ご挨拶

「未来の博士」育成ラボ所長からのご挨拶

 

大阪府立大学「未来の博士」育成ラボ
所長 川又 修一
(大阪府立大学 工学研究科 教授)


本学「未来の博士」育成ラボは、国立研究開発法人科学技術振興機構(JST)の「次世代科学者育成プログラム」の採択を受けた平成24年度から活動を開始してきました。近年、学校の教育現場において、小学生の時に理科好きだった子どもたちが、中学生になると大幅に減少することが報告されています。中学校で理科クラブが減少しているのも、こういった中学生の理科離れが背景にあるものと思われます。

一流の科学者の中で、中学生の頃の体験が自分の将来に大きく影響したという話をよく聞きます。こうしたことから、未来の一流の科学者を育成するには中学生の段階で科学の本当の面白さを実感させ、モチベーションを増大させることが何よりも重要であると考えられます。

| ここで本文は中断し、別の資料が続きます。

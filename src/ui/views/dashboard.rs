use crossterm::event::{KeyCode, KeyEvent};
use ratatui::prelude::*;
use ratatui::widgets::{Block, Borders, List, ListItem, Paragraph};

use crate::api::types::{Category, Order, OrderStatus, Paginated, Product, User};
use crate::app::Ctx;
use crate::queries;
use crate::store::Query;
use crate::ui::renderfns::{money, status_color, truncate};
use crate::ui::view::{ShortcutInfo, View, ViewAction};

/// Shop overview: stat tiles plus the most recent orders.
pub struct DashboardView {
  ctx: Ctx,
  me: Query<User>,
  users: Query<Paginated<User>>,
  products: Query<Paginated<Product>>,
  categories: Query<Paginated<Category>>,
  orders: Query<Paginated<Order>>,
}

impl DashboardView {
  pub fn new(ctx: Ctx) -> Self {
    let limit = ctx.config.ui.page_size;
    Self {
      me: queries::current_user(&ctx.store, &ctx.auth),
      users: queries::users(&ctx.store, &ctx.api, 1, limit),
      products: queries::products(&ctx.store, &ctx.api, 1, limit),
      categories: queries::categories(&ctx.store, &ctx.api, 1, limit),
      orders: queries::orders(&ctx.store, &ctx.api, 1, limit, None),
      ctx,
    }
  }

  fn render_header(&self, frame: &mut Frame, area: Rect) {
    let who = match self.me.data() {
      Some(user) => format!("{} ({})", user.username, user.role.label()),
      None => "...".to_string(),
    };
    let line = Line::from(vec![
      Span::styled(
        format!(" {}", self.ctx.config.server.url),
        Style::default().fg(Color::DarkGray),
      ),
      Span::raw("  "),
      Span::styled(
        format!("signed in as {}", who),
        Style::default().fg(Color::White),
      ),
    ]);
    frame.render_widget(Paragraph::new(line), area);
  }

  fn render_tile(frame: &mut Frame, area: Rect, title: &str, value: String, subtitle: String) {
    let block = Block::default()
      .title(format!(" {} ", title))
      .borders(Borders::ALL)
      .border_style(Style::default().fg(Color::Blue));
    let inner = block.inner(area);
    frame.render_widget(block, area);

    let lines = vec![
      Line::from(Span::styled(value, Style::default().bold())),
      Line::from(Span::styled(subtitle, Style::default().fg(Color::DarkGray))),
    ];
    frame.render_widget(Paragraph::new(lines), inner);
  }

  fn render_tiles(&self, frame: &mut Frame, area: Rect) {
    let columns = Layout::default()
      .direction(Direction::Horizontal)
      .constraints([
        Constraint::Percentage(25),
        Constraint::Percentage(25),
        Constraint::Percentage(25),
        Constraint::Percentage(25),
      ])
      .split(area);

    match self.users.data() {
      Some(page) => {
        let active = page.data.iter().filter(|u| u.is_active).count();
        Self::render_tile(
          frame,
          columns[0],
          "Users",
          page.data.len().to_string(),
          format!("{} active", active),
        );
      }
      None => Self::render_tile(frame, columns[0], "Users", "...".into(), "loading".into()),
    }

    match self.products.data() {
      Some(page) => {
        let threshold = self.ctx.config.ui.low_stock_threshold;
        let active = page.data.iter().filter(|p| p.is_active).count();
        let low = page.data.iter().filter(|p| p.stock < threshold).count();
        Self::render_tile(
          frame,
          columns[1],
          "Products",
          page.data.len().to_string(),
          format!("{} active, {} low stock", active, low),
        );
      }
      None => Self::render_tile(frame, columns[1], "Products", "...".into(), "loading".into()),
    }

    match self.categories.data() {
      Some(page) => {
        let active = page.data.iter().filter(|c| c.is_active).count();
        Self::render_tile(
          frame,
          columns[2],
          "Categories",
          page.data.len().to_string(),
          format!("{} active", active),
        );
      }
      None => Self::render_tile(frame, columns[2], "Categories", "...".into(), "loading".into()),
    }

    match self.orders.data() {
      Some(page) => {
        let pending = page
          .data
          .iter()
          .filter(|o| o.status == OrderStatus::Pending)
          .count();
        let in_progress = page
          .data
          .iter()
          .filter(|o| {
            matches!(o.status, OrderStatus::Confirmed | OrderStatus::Preparing)
          })
          .count();
        Self::render_tile(
          frame,
          columns[3],
          "Orders",
          page.data.len().to_string(),
          format!("{} pending, {} preparing", pending, in_progress),
        );
      }
      None => Self::render_tile(frame, columns[3], "Orders", "...".into(), "loading".into()),
    }
  }

  fn render_recent_orders(&self, frame: &mut Frame, area: Rect) {
    let title = if self.orders.is_loading() {
      " Recent orders (loading...) ".to_string()
    } else if let Some(err) = self.orders.error() {
      format!(" Recent orders (error: {}) ", truncate(&err.to_string(), 40))
    } else {
      " Recent orders ".to_string()
    };

    let block = Block::default()
      .title(title)
      .borders(Borders::ALL)
      .border_style(Style::default().fg(Color::Blue));

    let Some(page) = self.orders.data() else {
      frame.render_widget(block, area);
      return;
    };

    let items: Vec<ListItem> = page
      .data
      .iter()
      .take(8)
      .map(|order| {
        let number = order
          .order_number
          .clone()
          .unwrap_or_else(|| format!("#{}", order.id));
        let line = Line::from(vec![
          Span::styled(format!("{:<12}", number), Style::default().fg(Color::Cyan)),
          Span::styled(
            format!("{:<10}", order.status.label()),
            Style::default().fg(status_color(order.status)),
          ),
          Span::raw(format!("{:>12}", money(order.total_amount))),
        ]);
        ListItem::new(line)
      })
      .collect();

    frame.render_widget(List::new(items).block(block), area);
  }
}

impl View for DashboardView {
  fn handle_key(&mut self, key: KeyEvent) -> ViewAction {
    match key.code {
      KeyCode::Char('r') => {
        self.me.refetch();
        self.users.refetch();
        self.products.refetch();
        self.categories.refetch();
        self.orders.refetch();
      }
      KeyCode::Char('q') | KeyCode::Esc => return ViewAction::Pop,
      _ => {}
    }
    ViewAction::None
  }

  fn tick(&mut self) -> ViewAction {
    self.me.poll();
    self.users.poll();
    self.products.poll();
    self.categories.poll();
    self.orders.poll();
    ViewAction::None
  }

  fn render(&mut self, frame: &mut Frame, area: Rect) {
    let chunks = Layout::default()
      .direction(Direction::Vertical)
      .constraints([
        Constraint::Length(1),
        Constraint::Length(4),
        Constraint::Min(1),
      ])
      .split(area);

    self.render_header(frame, chunks[0]);
    self.render_tiles(frame, chunks[1]);
    self.render_recent_orders(frame, chunks[2]);
  }

  fn breadcrumb_label(&self) -> String {
    "Dashboard".to_string()
  }

  fn shortcuts(&self) -> Vec<ShortcutInfo> {
    vec![
      ShortcutInfo::new(":", "command"),
      ShortcutInfo::new("r", "refresh"),
      ShortcutInfo::new("q", "quit"),
    ]
  }
}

「未来の博士」育成ラボは、堺市教育センターが運営する小学6年生対象の理科教育組織「堺サイエンスクラブ」と連携し、「次世代科学者育成プログラム」の理念である理数系に対する能力が高い生徒の重点育成を行うことを目的に本学独自のプログラムを構築してきました。科学に対する意欲・能力に優れている中学生に対して「自ら考え」「手を動かし」「広い視野から探究し」「得られた結果を正しく伝えられる」という課題を与えることで継続的にモチベーションの向上を図ります。同時に、科学者に必要な能力を育み、伸長させていくことによって、将来、科学分野においてリーダーシップがとれる人材育成と人間形成にも取り組んでいます。

今後もこうした基本理念のもと、本学が保有する先端の科学技術や施設・設備、そして高等教育機関としての機能を総合的に活用し、本ラボ生が次世代の科学研究を担うリーダーとして成長してくれるようさらに充実した教育・育成を推進してまいります。